In today's environment, companies have shown a strong emphasis on Technical skills.  This has been a pretty abrupt shift over the past 12 months vs. what was going on in 2022 and 2023.  With that I’d suggest learning or being able to speak to experiences where you can discuss your technical chops!  Here are some ways to do that:

  1. Take a Product management course - this will show you all phases of product management, but also get into the technical portion called “delivery”

  2. Take a computer science course - You don’t have to know how to code well, it’s not needed for the job.  But you have to be able to think like an engineer, and that takes an understanding of the fundamentals of computer science.  There are great free courses like Harvard's CS50 that allow you to get all the information you need.  

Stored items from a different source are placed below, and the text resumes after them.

use super::error::EquityError;

/// Number of Monte Carlo runouts used when no sample count is configured.
pub const DEFAULT_SAMPLE_COUNT: usize = 1000;

/// Equity reported when the inputs could not be evaluated.
pub const NEUTRAL_EQUITY: f32 = 0.5;

/// Number of community cards on a complete holdem board.
pub const BOARD_SIZE: usize = 5;

/// Configuration for an [`EquityEstimator`](super::EquityEstimator).
#[cfg_attr(feature = "serde", derive(serde::Serialize, serde::Deserialize))]
#[derive(Debug, Clone, PartialEq, Eq)]
pub struct EquityConfig {
    /// Monte Carlo trials per estimate on an incomplete board
    pub samples: usize,
    /// Optional random seed for reproducible estimates
    pub seed: Option<u64>,
}

impl Default for EquityConfig {
    fn default() -> Self {
        Self {
            samples: DEFAULT_SAMPLE_COUNT,
            seed: None,
        }
    }
}

impl EquityConfig {
    pub fn new() -> Self {
        Self::default()
    }

    pub fn validate(&self) -> Result<(), EquityError> {
        if self.samples == 0 {
            return Err(EquityError::ZeroSamples);
        }
        Ok(())
    }
}
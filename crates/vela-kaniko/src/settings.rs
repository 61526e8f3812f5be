//! コマンドライン引数と設定カタログからプラグインを組み立てる

use clap::Args;
use clap::builder::BoolishValueParser;
use vela_kaniko_build::{
    BuildInfo, Executor, FlagSet, ImageInfo, LabelInfo, Plugin, RegistryAuth, RegistryInfo,
    RepositoryInfo, Verbosity,
};
use vela_kaniko_config as config;

/// プラグインの設定フラグ
///
/// すべて省略可能で、省略した場合は環境変数・パラメータファイル・既定値から解決されます。
#[derive(Args, Debug, Default)]
pub struct PluginArgs {
    /// ログレベル (trace, debug, info, warn, error, fatal, panic)
    #[arg(long = "log.level")]
    pub log_level: Option<String>,

    /// 出力するフラグの範囲 (basic, full)
    #[arg(long = "flag_set")]
    pub flag_set: Option<String>,

    /// kaniko executor のパス
    #[arg(long = "executor.path")]
    pub executor_path: Option<String>,

    /// レジストリ認証ファイルの書き出し先
    #[arg(long = "executor.docker_config")]
    pub docker_config: Option<String>,

    // build
    /// ビルドイベント
    #[arg(long = "build.event")]
    pub build_event: Option<String>,
    /// コミット SHA
    #[arg(long = "build.sha")]
    pub build_sha: Option<String>,
    /// タグ参照
    #[arg(long = "build.tag")]
    pub build_tag: Option<String>,
    #[arg(long = "build.snapshot_mode")]
    pub snapshot_mode: Option<String>,
    #[arg(long = "build.use_new_run", num_args = 0..=1, default_missing_value = "true", value_parser = BoolishValueParser::new())]
    pub use_new_run: Option<bool>,
    #[arg(long = "build.tar_path")]
    pub tar_path: Option<String>,
    #[arg(long = "build.single_snapshot", num_args = 0..=1, default_missing_value = "true", value_parser = BoolishValueParser::new())]
    pub single_snapshot: Option<bool>,
    #[arg(long = "build.ignore_var_run", num_args = 0..=1, default_missing_value = "true", value_parser = BoolishValueParser::new())]
    pub ignore_var_run: Option<bool>,
    #[arg(long = "build.ignore_path", value_delimiter = ',')]
    pub ignore_path: Vec<String>,
    #[arg(long = "build.log_timestamp", num_args = 0..=1, default_missing_value = "true", value_parser = BoolishValueParser::new())]
    pub log_timestamp: Option<bool>,

    // image
    /// ビルド引数 (KEY=VALUE)
    #[arg(long = "image.build_args", value_delimiter = ',')]
    pub build_args: Vec<String>,
    /// ビルドコンテキスト
    #[arg(long = "image.context")]
    pub context: Option<String>,
    /// Dockerfile のパス
    #[arg(long = "image.dockerfile")]
    pub dockerfile: Option<String>,
    /// ビルドするステージ
    #[arg(long = "image.target")]
    pub target: Option<String>,
    #[arg(long = "image.force_build_metadata", num_args = 0..=1, default_missing_value = "true", value_parser = BoolishValueParser::new())]
    pub force_build_metadata: Option<bool>,
    #[arg(long = "image.custom_platform")]
    pub custom_platform: Option<String>,

    // registry
    /// レジストリ名
    #[arg(long = "registry.name")]
    pub registry_name: Option<String>,
    #[arg(long = "registry.mirror")]
    pub mirror: Option<String>,
    #[arg(long = "registry.username")]
    pub username: Option<String>,
    #[arg(long = "registry.password")]
    pub password: Option<String>,
    /// イメージを push しない
    #[arg(long = "registry.dry_run", num_args = 0..=1, default_missing_value = "true", value_parser = BoolishValueParser::new())]
    pub dry_run: Option<bool>,
    #[arg(long = "registry.push_retry")]
    pub push_retry: Option<u32>,
    #[arg(long = "registry.insecure_registries", value_delimiter = ',')]
    pub insecure_registries: Vec<String>,
    #[arg(long = "registry.insecure_pull", num_args = 0..=1, default_missing_value = "true", value_parser = BoolishValueParser::new())]
    pub insecure_pull: Option<bool>,
    #[arg(long = "registry.insecure_push", num_args = 0..=1, default_missing_value = "true", value_parser = BoolishValueParser::new())]
    pub insecure_push: Option<bool>,

    // repo
    /// リポジトリ名
    #[arg(long = "repo.name")]
    pub repo_name: Option<String>,
    /// 公開するタグ
    #[arg(long = "repo.tags", value_delimiter = ',')]
    pub tags: Vec<String>,
    #[arg(long = "repo.auto_tag", num_args = 0..=1, default_missing_value = "true", value_parser = BoolishValueParser::new())]
    pub auto_tag: Option<bool>,
    #[arg(long = "repo.cache", num_args = 0..=1, default_missing_value = "true", value_parser = BoolishValueParser::new())]
    pub cache: Option<bool>,
    #[arg(long = "repo.cache_name")]
    pub cache_name: Option<String>,
    #[arg(long = "repo.labels", value_delimiter = ',')]
    pub labels: Vec<String>,
    #[arg(long = "repo.topics_filter")]
    pub topics_filter: Option<String>,
    #[arg(long = "repo.compression")]
    pub compression: Option<String>,
    #[arg(long = "repo.compression_level")]
    pub compression_level: Option<i64>,
    #[arg(long = "repo.compressed_caching", num_args = 0..=1, default_missing_value = "true", value_parser = BoolishValueParser::new())]
    pub compressed_caching: Option<bool>,

    // label
    /// 追加のラベル (KEY=VALUE)
    #[arg(long = "label.custom", value_delimiter = ',')]
    pub custom_labels: Vec<String>,
}

impl PluginArgs {
    /// ログレベルを解決
    pub fn verbosity(&self) -> anyhow::Result<Verbosity> {
        let level = config::get("log.level")?.string_or_empty(self.log_level.clone());
        Ok(Verbosity::parse_lenient(&level))
    }

    /// プラグインを組み立てる
    ///
    /// `created` はイメージの作成日時ラベルに使われます。
    pub fn into_plugin(self, verbosity: Verbosity, created: String) -> anyhow::Result<Plugin> {
        let build = BuildInfo {
            event: string("build.event", self.build_event)?,
            commit_sha: string("build.sha", self.build_sha)?,
            tag_ref: string("build.tag", self.build_tag)?,
            snapshot_mode: optional("build.snapshot_mode", self.snapshot_mode)?,
            use_new_run: config::get("build.use_new_run")?.bool(self.use_new_run)?,
            tar_path: optional("build.tar_path", self.tar_path)?,
            single_snapshot: config::get("build.single_snapshot")?.bool(self.single_snapshot)?,
            ignore_var_run: config::get("build.ignore_var_run")?.bool(self.ignore_var_run)?,
            ignore_paths: config::get("build.ignore_path")?.list(self.ignore_path),
            log_timestamps: config::get("build.log_timestamp")?.bool(self.log_timestamp)?,
        };

        let image = ImageInfo {
            build_args: config::get("image.build_args")?.list(self.build_args),
            context: string("image.context", self.context)?,
            dockerfile: string("image.dockerfile", self.dockerfile)?,
            target: optional("image.target", self.target)?,
            force_build_metadata: config::get("image.force_build_metadata")?
                .bool(self.force_build_metadata)?,
            custom_platform: optional("image.custom_platform", self.custom_platform)?,
        };

        let registry = RegistryInfo {
            name: string("registry.name", self.registry_name)?,
            mirror: optional("registry.mirror", self.mirror)?,
            username: string("registry.username", self.username)?,
            password: string("registry.password", self.password)?,
            dry_run: config::get("registry.dry_run")?.bool(self.dry_run)?,
            push_retry: config::get("registry.push_retry")?.number(self.push_retry)?,
            insecure_registries: config::get("registry.insecure_registries")?
                .list(self.insecure_registries),
            insecure_pull: config::get("registry.insecure_pull")?.bool(self.insecure_pull)?,
            insecure_push: config::get("registry.insecure_push")?.bool(self.insecure_push)?,
        };

        let label = LabelInfo {
            author_email: string("label.author_email", None)?,
            commit: string("label.commit", None)?,
            created,
            full_name: string("label.full_name", None)?,
            url: string("label.url", None)?,
            build_url: string("label.build_url", None)?,
            host: string("label.host", None)?,
            number: config::get("label.number")?.number(None)?,
            topics: config::get("label.topics")?.list(Vec::new()),
            custom_set: config::get("label.custom")?.list(self.custom_labels),
        };

        let repo = RepositoryInfo {
            auto_tag: config::get("repo.auto_tag")?.bool(self.auto_tag)?,
            cache: config::get("repo.cache")?.bool(self.cache)?,
            cache_name: optional("repo.cache_name", self.cache_name)?,
            compression: optional("repo.compression", self.compression)?,
            compression_level: config::get("repo.compression_level")?
                .number(self.compression_level)?,
            compressed_caching: config::get("repo.compressed_caching")?
                .bool(self.compressed_caching)?,
            name: string("repo.name", self.repo_name)?,
            tags: config::get("repo.tags")?.list(self.tags),
            topics_filter: optional("repo.topics_filter", self.topics_filter)?,
            label,
            labels: config::get("repo.labels")?.list(self.labels),
            derived_tag: None,
        };

        let flag_set: FlagSet = string("flag_set", self.flag_set)?.parse()?;
        let executor = Executor::with_bin(string("executor.path", self.executor_path)?);
        let auth = RegistryAuth::with_config_path(string("executor.docker_config", self.docker_config)?);

        Ok(Plugin::new(build, image, registry, repo)
            .with_flag_set(flag_set)
            .with_verbosity(verbosity)
            .with_executor(executor)
            .with_auth(auth))
    }
}

fn string(name: &str, flag: Option<String>) -> anyhow::Result<String> {
    Ok(config::get(name)?.string_or_empty(flag))
}

/// 空文字列は未設定として扱う
fn optional(name: &str, flag: Option<String>) -> anyhow::Result<Option<String>> {
    Ok(config::get(name)?.string(flag).filter(|value| !value.is_empty()))
}
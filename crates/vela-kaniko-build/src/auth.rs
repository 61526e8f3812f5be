//! レジストリ認証ファイル
//!
//! kaniko executor が読み込む Docker config.json を書き出します。

use crate::error::{BuildError, BuildResult};
use base64::Engine;
use serde::{Deserialize, Serialize};
use std::collections::BTreeMap;
use std::path::{Path, PathBuf};

/// kaniko が参照する config.json の既定パス
pub const DEFAULT_DOCKER_CONFIG: &str = "/kaniko/.docker/config.json";

/// Docker config.json の構造
#[derive(Debug, Default, PartialEq, Eq, Serialize, Deserialize)]
pub struct DockerConfig {
    /// 認証情報 (レジストリ -> AuthEntry)
    #[serde(default)]
    pub auths: BTreeMap<String, AuthEntry>,
}

/// 認証エントリ
#[derive(Debug, PartialEq, Eq, Serialize, Deserialize)]
pub struct AuthEntry {
    /// Base64エンコードされた "username:password"
    pub auth: String,
}

impl DockerConfig {
    /// 単一レジストリの Basic 認証を持つ設定を作成
    pub fn with_basic_auth(registry: &str, username: &str, password: &str) -> Self {
        let auth = base64::engine::general_purpose::STANDARD
            .encode(format!("{}:{}", username, password));

        let mut auths = BTreeMap::new();
        auths.insert(registry.to_string(), AuthEntry { auth });

        Self { auths }
    }

    /// config.json を読み込み
    pub fn load(path: &Path) -> BuildResult<Self> {
        let content = std::fs::read_to_string(path)?;
        serde_json::from_str(&content).map_err(|e| BuildError::InvalidFormat {
            field: "docker config",
            value: path.display().to_string(),
            reason: e.to_string(),
        })
    }

    /// レジストリの認証情報を (username, password) にデコード
    pub fn credentials(&self, registry: &str) -> Option<(String, String)> {
        let entry = self.auths.get(registry)?;
        let decoded = base64::engine::general_purpose::STANDARD
            .decode(&entry.auth)
            .ok()?;
        let auth_str = String::from_utf8(decoded).ok()?;
        let (username, password) = auth_str.split_once(':')?;
        Some((username.to_string(), password.to_string()))
    }
}

/// config.json の書き出しを管理
#[derive(Debug, Clone)]
pub struct RegistryAuth {
    config_path: PathBuf,
}

impl Default for RegistryAuth {
    fn default() -> Self {
        Self::new()
    }
}

impl RegistryAuth {
    /// 既定パス (/kaniko/.docker/config.json) を使用
    pub fn new() -> Self {
        Self {
            config_path: PathBuf::from(DEFAULT_DOCKER_CONFIG),
        }
    }

    /// 指定したパスの config.json を使用
    pub fn with_config_path(config_path: impl Into<PathBuf>) -> Self {
        Self {
            config_path: config_path.into(),
        }
    }

    pub fn config_path(&self) -> &Path {
        &self.config_path
    }

    /// 認証情報を書き出す
    ///
    /// レジストリ名・ユーザー名・パスワードのいずれかが空の場合は何もせずに
    /// `Ok(false)` を返します（dry run や認証不要の構成を失敗させないため）。
    pub fn write(&self, registry: &str, username: &str, password: &str) -> BuildResult<bool> {
        if registry.is_empty() || username.is_empty() || password.is_empty() {
            tracing::debug!("registry credentials incomplete, skipping config.json");
            return Ok(false);
        }

        let config = DockerConfig::with_basic_auth(registry, username, password);
        let body = serde_json::to_string_pretty(&config).map_err(std::io::Error::from)?;

        if let Some(parent) = self.config_path.parent()
            && !parent.as_os_str().is_empty()
        {
            std::fs::create_dir_all(parent).map_err(|source| BuildError::Credentials {
                path: self.config_path.clone(),
                source,
            })?;
        }

        std::fs::write(&self.config_path, body).map_err(|source| BuildError::Credentials {
            path: self.config_path.clone(),
            source,
        })?;

        tracing::debug!(
            "wrote registry credentials for {} to {}",
            registry,
            self.config_path.display()
        );
        Ok(true)
    }
}

#[cfg(test)]
mod tests {
    use super::*;
    use tempfile::tempdir;

    #[test]
    fn test_write_layout() {
        let dir = tempdir().unwrap();
        let path = dir.path().join("config.json");
        let auth = RegistryAuth::with_config_path(&path);

        assert!(auth.write("index.docker.io", "octocat", "superSecretPassword").unwrap());

        let content = std::fs::read_to_string(&path).unwrap();
        let expected = r#"{
  "auths": {
    "index.docker.io": {
      "auth": "b2N0b2NhdDpzdXBlclNlY3JldFBhc3N3b3Jk"
    }
  }
}"#;
        assert_eq!(content, expected);
    }

    #[test]
    fn test_write_creates_parent_dir() {
        let dir = tempdir().unwrap();
        let path = dir.path().join(".docker").join("config.json");
        let auth = RegistryAuth::with_config_path(&path);

        auth.write("ghcr.io", "octocat", "token").unwrap();

        let config = DockerConfig::load(&path).unwrap();
        assert_eq!(
            config.credentials("ghcr.io"),
            Some(("octocat".to_string(), "token".to_string()))
        );
    }

    #[test]
    fn test_write_skips_incomplete() {
        let dir = tempdir().unwrap();
        let path = dir.path().join("config.json");
        let auth = RegistryAuth::with_config_path(&path);

        assert!(!auth.write("index.docker.io", "", "secret").unwrap());
        assert!(!auth.write("index.docker.io", "octocat", "").unwrap());
        assert!(!auth.write("", "octocat", "secret").unwrap());
        assert!(!path.exists());
    }

    #[test]
    fn test_write_fails_when_parent_is_file() {
        let dir = tempdir().unwrap();
        let blocker = dir.path().join("blocker");
        std::fs::write(&blocker, "file").unwrap();

        // 親パスがファイルなのでディレクトリを作れない
        let auth = RegistryAuth::with_config_path(blocker.join("config.json"));
        let err = auth.write("index.docker.io", "octocat", "secret").unwrap_err();
        assert!(matches!(err, BuildError::Credentials { .. }));
    }

    #[test]
    fn test_credentials_password_with_colon() {
        let config = DockerConfig::with_basic_auth("quay.io", "robot", "a:b:c");
        assert_eq!(
            config.credentials("quay.io"),
            Some(("robot".to_string(), "a:b:c".to_string()))
        );
        assert_eq!(config.credentials("docker.io"), None);
    }
}
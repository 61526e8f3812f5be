mod settings;

use clap::{Parser, Subcommand};
use colored::Colorize;
use settings::PluginArgs;
use tracing_subscriber::EnvFilter;
use vela_kaniko_build::{BuildError, Verbosity};

#[derive(Parser)]
#[command(name = "vela-kaniko")]
#[command(about = "Vela kaniko plugin for building and publishing images", long_about = None)]
#[command(version)]
struct Cli {
    #[command(subcommand)]
    command: Option<Commands>,

    #[command(flatten)]
    args: PluginArgs,
}

#[derive(Subcommand)]
enum Commands {
    /// バージョン情報を表示
    Version,
}

#[tokio::main]
async fn main() {
    let cli = Cli::parse();

    if matches!(cli.command, Some(Commands::Version)) {
        println!("vela-kaniko {}", env!("CARGO_PKG_VERSION"));
        return;
    }

    if let Err(e) = run(cli.args).await {
        eprintln!("{} {}", "Error:".red().bold(), message(&e));
        std::process::exit(1);
    }
}

async fn run(args: PluginArgs) -> anyhow::Result<()> {
    let verbosity = args.verbosity()?;
    init_tracing(verbosity);

    tracing::info!(
        code = "https://github.com/go-vela/vela-kaniko",
        docs = "https://go-vela.github.io/docs/plugins/registry/pipeline/kaniko",
        registry = "https://hub.docker.com/r/target/vela-kaniko",
        "Vela Kaniko Plugin"
    );

    let created = chrono::Utc::now().to_rfc3339();
    let plugin = args.into_plugin(verbosity, created)?;

    plugin.run().await?;
    Ok(())
}

/// ログ出力を初期化（RUST_LOG が設定されていればそちらを優先）
fn init_tracing(verbosity: Verbosity) {
    let filter = EnvFilter::try_from_default_env()
        .unwrap_or_else(|_| EnvFilter::new(verbosity.level_filter().to_string()));

    // stdout は executor の出力に使う
    tracing_subscriber::fmt()
        .with_writer(std::io::stderr)
        .with_env_filter(filter)
        .init();
}

fn message(err: &anyhow::Error) -> String {
    match err.downcast_ref::<BuildError>() {
        Some(build_err) => build_err.user_message(),
        None => format!("{:#}", err),
    }
}
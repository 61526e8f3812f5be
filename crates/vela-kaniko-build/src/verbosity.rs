use std::fmt;
use tracing::level_filters::LevelFilter;

/// ログの詳細度
///
/// プラグイン自身のログレベルと、kaniko に渡す `--verbosity` の両方に使います。
#[derive(Debug, Clone, Copy, Default, PartialEq, Eq, PartialOrd, Ord)]
pub enum Verbosity {
    Panic,
    Fatal,
    Error,
    Warn,
    #[default]
    Info,
    Debug,
    Trace,
}

impl Verbosity {
    /// ログレベル文字列を解析
    ///
    /// 短縮形 (t, d, i, w, e, f, p) と大文字小文字の違いを許容し、
    /// 解釈できない値は info として扱います。
    pub fn parse_lenient(level: &str) -> Self {
        match level.trim().to_ascii_lowercase().as_str() {
            "t" | "trace" => Verbosity::Trace,
            "d" | "debug" => Verbosity::Debug,
            "w" | "warn" => Verbosity::Warn,
            "e" | "error" => Verbosity::Error,
            "f" | "fatal" => Verbosity::Fatal,
            "p" | "panic" => Verbosity::Panic,
            _ => Verbosity::Info,
        }
    }

    pub fn as_str(&self) -> &'static str {
        match self {
            Verbosity::Panic => "panic",
            Verbosity::Fatal => "fatal",
            Verbosity::Error => "error",
            Verbosity::Warn => "warn",
            Verbosity::Info => "info",
            Verbosity::Debug => "debug",
            Verbosity::Trace => "trace",
        }
    }

    /// tracing のレベルフィルタ（fatal/panic は error に丸める）
    pub fn level_filter(&self) -> LevelFilter {
        match self {
            Verbosity::Panic | Verbosity::Fatal | Verbosity::Error => LevelFilter::ERROR,
            Verbosity::Warn => LevelFilter::WARN,
            Verbosity::Info => LevelFilter::INFO,
            Verbosity::Debug => LevelFilter::DEBUG,
            Verbosity::Trace => LevelFilter::TRACE,
        }
    }
}

impl fmt::Display for Verbosity {
    fn fmt(&self, f: &mut fmt::Formatter<'_>) -> fmt::Result {
        f.write_str(self.as_str())
    }
}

  3. Get experience using the tools that PMs and Engineers use!  Tools like Jira, Mixpanel, or Mode are all great examples of tools that PMs use everyday to synthesize information and communicate with their teams.  Create or take on a side project that will help you use those tools if you have zero experience with them. 

Finally, plain old networking is a great way to get you into some of the introductory rounds of product management interviews.  The biggest challenge with getting a PM role is actually getting to the recruiter screen.  Product Manager recruiters get 1000’s of applications for a single role, so having channels that allow your resume to get looked at and pique the interest of the recruiter is incredibly valuable.  

4. How can you Leverage Your Clinical Expertise in Product Management

There are a few different ways you can utilize your clinical chops to be a world class product manager.  Here are a few ideas for ways you're clinical expertise will work for you:

  • Health-Tech Products: I mean… this should be pretty self explanatory.  Most Health Tech companies need and crave people with real world healthcare experience.  Being a PM at these companies gives you a huge advantage over someone who comes from the Microsofts or Googles of the world.  

  • Healthcare Customer Insights: Again, you have real world experience of what it’s really like to treat a patient.  That’s incredibly valuable, and one where it allows you to be able to wade through areas where a patient being interviewed will be telling you something you want to hear (most PMs get stuck on this) and where your clinical knowledge knows that what most people say and what their behavior actually is doesn’t line up.  That kind of insight is incredibly critical in creating the best products.  

  • Regulatory Knowledge: Experience with healthcare regulations and compliance can be a significant asset.  Especially in the Healthcare/Health Tech space.  

Hope this all was informative, and gets you a good idea of what Product Management actually is, and how your skills might line up!